(Items from a dataset)

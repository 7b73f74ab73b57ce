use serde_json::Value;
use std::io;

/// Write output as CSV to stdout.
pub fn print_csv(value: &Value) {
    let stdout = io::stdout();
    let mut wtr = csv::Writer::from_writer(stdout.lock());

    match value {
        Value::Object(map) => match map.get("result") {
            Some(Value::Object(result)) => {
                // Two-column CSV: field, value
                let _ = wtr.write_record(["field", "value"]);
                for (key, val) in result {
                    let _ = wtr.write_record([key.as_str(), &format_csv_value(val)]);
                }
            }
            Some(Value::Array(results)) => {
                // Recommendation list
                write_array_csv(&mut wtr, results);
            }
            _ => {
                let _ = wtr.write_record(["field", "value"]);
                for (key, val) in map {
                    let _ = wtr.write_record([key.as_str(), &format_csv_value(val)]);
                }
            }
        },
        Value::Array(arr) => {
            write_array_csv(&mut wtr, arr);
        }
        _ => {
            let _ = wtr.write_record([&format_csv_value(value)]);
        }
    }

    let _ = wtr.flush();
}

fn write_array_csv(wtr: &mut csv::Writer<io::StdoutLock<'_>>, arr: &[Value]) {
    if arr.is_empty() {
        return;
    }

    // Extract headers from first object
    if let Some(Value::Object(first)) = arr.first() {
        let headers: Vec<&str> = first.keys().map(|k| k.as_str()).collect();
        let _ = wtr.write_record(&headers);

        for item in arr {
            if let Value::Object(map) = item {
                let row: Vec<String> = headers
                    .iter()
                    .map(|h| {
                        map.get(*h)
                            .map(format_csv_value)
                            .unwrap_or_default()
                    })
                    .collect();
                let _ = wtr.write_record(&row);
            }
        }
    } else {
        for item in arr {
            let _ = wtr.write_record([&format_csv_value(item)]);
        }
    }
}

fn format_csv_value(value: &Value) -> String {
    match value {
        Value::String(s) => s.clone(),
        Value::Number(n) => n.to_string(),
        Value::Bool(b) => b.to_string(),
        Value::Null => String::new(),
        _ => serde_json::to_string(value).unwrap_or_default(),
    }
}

Problem details:
All lines above are to be transcribed exactly.

Exercise output:
repository 7b73f74ab73b57ce
use serde_json::Value;
use std::io;

/// Write output as CSV to stdout.
pub fn print_csv(value: &Value) {
    let stdout = io::stdout();
    let mut wtr = csv::Writer::from_writer(stdout.lock());

    match value {
        Value::Object(map) => match map.get("result") {
            Some(Value::Object(result)) => {
                // Two-column CSV: field, value
                let _ = wtr.write_record(["field", "value"]);
                for (key, val) in result {
                    let _ = wtr.write_record([key.as_str(), &format_csv_value(val)]);
                }
            }
            Some(Value::Array(results)) => {
                // Recommendation list
                write_array_csv(&mut wtr, results);
            }
            _ => {
                let _ = wtr.write_record(["field", "value"]);
                for (key, val) in map {
                    let _ = wtr.write_record([key.as_str(), &format_csv_value(val)]);
                }
            }
        },
        Value::Array(arr) => {
            write_array_csv(&mut wtr, arr);
        }
        _ => {
            let _ = wtr.write_record([&format_csv_value(value)]);
        }
    }

    let _ = wtr.flush();
}

fn write_array_csv(wtr: &mut csv::Writer<io::StdoutLock<'_>>, arr: &[Value]) {
    if arr.is_empty() {
        return;
    }

    // Extract headers from first object
    if let Some(Value::Object(first)) = arr.first() {
        let headers: Vec<&str> = first.keys().map(|k| k.as_str()).collect();
        let _ = wtr.write_record(&headers);

        for item in arr {
            if let Value::Object(map) = item {
                let row: Vec<String> = headers
                    .iter()
                    .map(|h| {
                        map.get(*h)
                            .map(format_csv_value)
                            .unwrap_or_default()
                    })
                    .collect();
                let _ = wtr.write_record(&row);
            }
        }
    } else {
        for item in arr {
            let _ = wtr.write_record([&format_csv_value(item)]);
        }
    }
}

fn format_csv_value(value: &Value) -> String {
    match value {
        Value::String(s) => s.clone(),
        Value::Number(n) => n.to_string(),
        Value::Bool(b) => b.to_string(),
        Value::Null => String::new(),
        _ => serde_json::to_string(value).unwrap_or_default(),
    }
}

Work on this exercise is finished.